▶ _EXERCISE INPUT_
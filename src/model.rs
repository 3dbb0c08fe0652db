//! Stored document shape for a user and everything the user owns.
//!
//! One [`UserDocument`] is the unit of storage: lists and tasks only exist
//! nested inside it.

use serde::{Deserialize, Serialize};

/// Identifier of the implicit list used when a task operation names no list.
pub const DEFAULT_LIST_ID: &str = "default";

/// Display name given to the default list when it is materialized.
pub const DEFAULT_LIST_NAME: &str = "default";

#[derive(Debug, Clone, PartialEq, Eq, Serialize, Deserialize)]
pub struct Task {
    pub id: String,
    pub name: String,
    pub done: bool,
}

impl Task {
    pub fn new(name: impl Into<String>) -> Self {
        Self {
            id: generate_id(),
            name: name.into(),
            done: false,
        }
    }
}

#[derive(Debug, Clone, PartialEq, Eq, Serialize, Deserialize)]
pub struct TaskList {
    pub id: String,
    pub name: String,
    #[serde(default)]
    pub tasks: Vec<Task>,
}

impl TaskList {
    pub fn new(id: impl Into<String>, name: impl Into<String>) -> Self {
        Self {
            id: id.into(),
            name: name.into(),
            tasks: Vec::new(),
        }
    }

    pub fn task(&self, task_id: &str) -> Option<&Task> {
        self.tasks.iter().find(|task| task.id == task_id)
    }

    pub fn task_mut(&mut self, task_id: &str) -> Option<&mut Task> {
        self.tasks.iter_mut().find(|task| task.id == task_id)
    }

    /// Removes the task if present; returns whether anything was removed.
    pub fn remove_task(&mut self, task_id: &str) -> bool {
        let before = self.tasks.len();
        self.tasks.retain(|task| task.id != task_id);
        self.tasks.len() != before
    }

    pub fn summary(&self) -> ListSummary {
        ListSummary {
            id: self.id.clone(),
            name: self.name.clone(),
        }
    }
}

/// The `{id, name}` projection of a list returned by list queries.
#[derive(Debug, Clone, PartialEq, Eq, Serialize, Deserialize)]
pub struct ListSummary {
    pub id: String,
    pub name: String,
}

#[derive(Debug, Clone, PartialEq, Eq, Serialize, Deserialize)]
pub struct UserDocument {
    pub username: String,
    #[serde(default)]
    pub password_hash: Option<String>,
    #[serde(default)]
    pub lists: Vec<TaskList>,
}

impl UserDocument {
    pub fn new(username: impl Into<String>, password_hash: impl Into<String>) -> Self {
        Self {
            username: username.into(),
            password_hash: Some(password_hash.into()),
            lists: Vec::new(),
        }
    }

    // Legacy documents may hold several lists with one id; the first one wins.
    pub fn list(&self, list_id: &str) -> Option<&TaskList> {
        self.lists.iter().find(|list| list.id == list_id)
    }

    pub fn list_mut(&mut self, list_id: &str) -> Option<&mut TaskList> {
        self.lists.iter_mut().find(|list| list.id == list_id)
    }

    /// Returns the list, appending an empty one named `name` when it does not exist yet.
    pub fn list_or_insert(&mut self, list_id: &str, name: &str) -> &mut TaskList {
        let index = match self.lists.iter().position(|list| list.id == list_id) {
            Some(index) => index,
            None => {
                self.lists.push(TaskList::new(list_id, name));
                self.lists.len() - 1
            }
        };
        &mut self.lists[index]
    }

    pub fn remove_list(&mut self, list_id: &str) -> bool {
        match self.lists.iter().position(|list| list.id == list_id) {
            Some(index) => {
                self.lists.remove(index);
                true
            }
            None => false,
        }
    }

    pub fn summaries(&self) -> Vec<ListSummary> {
        self.lists.iter().map(TaskList::summary).collect()
    }
}

/// Generates a fresh list or task identifier.
pub fn generate_id() -> String {
    uuid::Uuid::new_v4().to_string()
}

▶ _TASK OBJECTIVE_
All of the material must be written out again exactly.

▶ _ANSWER FOR THIS EXERCISE_
filename src/model.rs
repository 3dbb0c08fe0652db
//! Stored document shape for a user and everything the user owns.
//!
//! One [`UserDocument`] is the unit of storage: lists and tasks only exist
//! nested inside it.

use serde::{Deserialize, Serialize};

/// Identifier of the implicit list used when a task operation names no list.
pub const DEFAULT_LIST_ID: &str = "default";

/// Display name given to the default list when it is materialized.
pub const DEFAULT_LIST_NAME: &str = "default";

#[derive(Debug, Clone, PartialEq, Eq, Serialize, Deserialize)]
pub struct Task {
    pub id: String,
    pub name: String,
    pub done: bool,
}

impl Task {
    pub fn new(name: impl Into<String>) -> Self {
        Self {
            id: generate_id(),
            name: name.into(),
            done: false,
        }
    }
}

#[derive(Debug, Clone, PartialEq, Eq, Serialize, Deserialize)]
pub struct TaskList {
    pub id: String,
    pub name: String,
    #[serde(default)]
    pub tasks: Vec<Task>,
}

impl TaskList {
    pub fn new(id: impl Into<String>, name: impl Into<String>) -> Self {
        Self {
            id: id.into(),
            name: name.into(),
            tasks: Vec::new(),
        }
    }

    pub fn task(&self, task_id: &str) -> Option<&Task> {
        self.tasks.iter().find(|task| task.id == task_id)
    }

    pub fn task_mut(&mut self, task_id: &str) -> Option<&mut Task> {
        self.tasks.iter_mut().find(|task| task.id == task_id)
    }

    /// Removes the task if present; returns whether anything was removed.
    pub fn remove_task(&mut self, task_id: &str) -> bool {
        let before = self.tasks.len();
        self.tasks.retain(|task| task.id != task_id);
        self.tasks.len() != before
    }

    pub fn summary(&self) -> ListSummary {
        ListSummary {
            id: self.id.clone(),
            name: self.name.clone(),
        }
    }
}

/// The `{id, name}` projection of a list returned by list queries.
#[derive(Debug, Clone, PartialEq, Eq, Serialize, Deserialize)]
pub struct ListSummary {
    pub id: String,
    pub name: String,
}

#[derive(Debug, Clone, PartialEq, Eq, Serialize, Deserialize)]
pub struct UserDocument {
    pub username: String,
    #[serde(default)]
    pub password_hash: Option<String>,
    #[serde(default)]
    pub lists: Vec<TaskList>,
}

impl UserDocument {
    pub fn new(username: impl Into<String>, password_hash: impl Into<String>) -> Self {
        Self {
            username: username.into(),
            password_hash: Some(password_hash.into()),
            lists: Vec::new(),
        }
    }

    // Legacy documents may hold several lists with one id; the first one wins.
    pub fn list(&self, list_id: &str) -> Option<&TaskList> {
        self.lists.iter().find(|list| list.id == list_id)
    }

    pub fn list_mut(&mut self, list_id: &str) -> Option<&mut TaskList> {
        self.lists.iter_mut().find(|list| list.id == list_id)
    }

    /// Returns the list, appending an empty one named `name` when it does not exist yet.
    pub fn list_or_insert(&mut self, list_id: &str, name: &str) -> &mut TaskList {
        let index = match self.lists.iter().position(|list| list.id == list_id) {
            Some(index) => index,
            None => {
                self.lists.push(TaskList::new(list_id, name));
                self.lists.len() - 1
            }
        };
        &mut self.lists[index]
    }

    pub fn remove_list(&mut self, list_id: &str) -> bool {
        match self.lists.iter().position(|list| list.id == list_id) {
            Some(index) => {
                self.lists.remove(index);
                true
            }
            None => false,
        }
    }

    pub fn summaries(&self) -> Vec<ListSummary> {
        self.lists.iter().map(TaskList::summary).collect()
    }
}

/// Generates a fresh list or task identifier.
pub fn generate_id() -> String {
    uuid::Uuid::new_v4().to_string()
}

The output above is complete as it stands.